* _Material for this exercise_:
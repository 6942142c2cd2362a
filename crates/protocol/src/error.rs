//! Error types for protocol operations.

use std::path::PathBuf;

/// Errors that can occur while reading or validating issue input.
#[derive(Debug, thiserror::Error)]
pub enum ProtocolError {
    /// An identifier was empty after trimming.
    #[error("issue identifier cannot be empty")]
    EmptyIdentifier,

    /// An identifier could not be parsed as an issue number.
    #[error("invalid issue identifier '{identifier}': expected a positive issue number")]
    InvalidIdentifier {
        /// The offending identifier, trimmed.
        identifier: String,
    },

    /// An identifier on a specific input line could not be parsed.
    #[error("line {line}: {source}")]
    InvalidLine {
        /// The 1-based line number in the input file.
        line: usize,
        /// The underlying parse error.
        #[source]
        source: Box<ProtocolError>,
    },

    /// Failed to read the input file.
    #[error("failed to read input file at {path}: {source}")]
    ReadFile {
        /// The path that could not be read.
        path: PathBuf,
        /// The underlying I/O error.
        #[source]
        source: std::io::Error,
    },
}

/// A specialized Result type for protocol operations.
pub type Result<T> = std::result::Result<T, ProtocolError>;

#[cfg(test)]
mod tests {
    use super::*;

    #[test]
    fn error_display_invalid_identifier() {
        let err = ProtocolError::InvalidIdentifier {
            identifier: "abc".to_string(),
        };
        assert_eq!(
            err.to_string(),
            "invalid issue identifier 'abc': expected a positive issue number"
        );
    }

    #[test]
    fn error_display_invalid_line_includes_line_number() {
        let err = ProtocolError::InvalidLine {
            line: 3,
            source: Box::new(ProtocolError::EmptyIdentifier),
        };
        assert_eq!(err.to_string(), "line 3: issue identifier cannot be empty");
    }

    #[test]
    fn error_display_read_file() {
        let err = ProtocolError::ReadFile {
            path: PathBuf::from("issues.csv"),
            source: std::io::Error::new(std::io::ErrorKind::NotFound, "file not found"),
        };
        assert!(err.to_string().contains("issues.csv"));
    }
}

* _What you should do_:
Write out, exactly and with nothing else, the lines of the listing above from its first line through the line with "pub enum ProtocolError".

* _Response area_:
repository 6942142c2cd2362a
filename crates/protocol/src/error.rs
//! Error types for protocol operations.

use std::path::PathBuf;

/// Errors that can occur while reading or validating issue input.
#[derive(Debug, thiserror::Error)]
pub enum ProtocolError {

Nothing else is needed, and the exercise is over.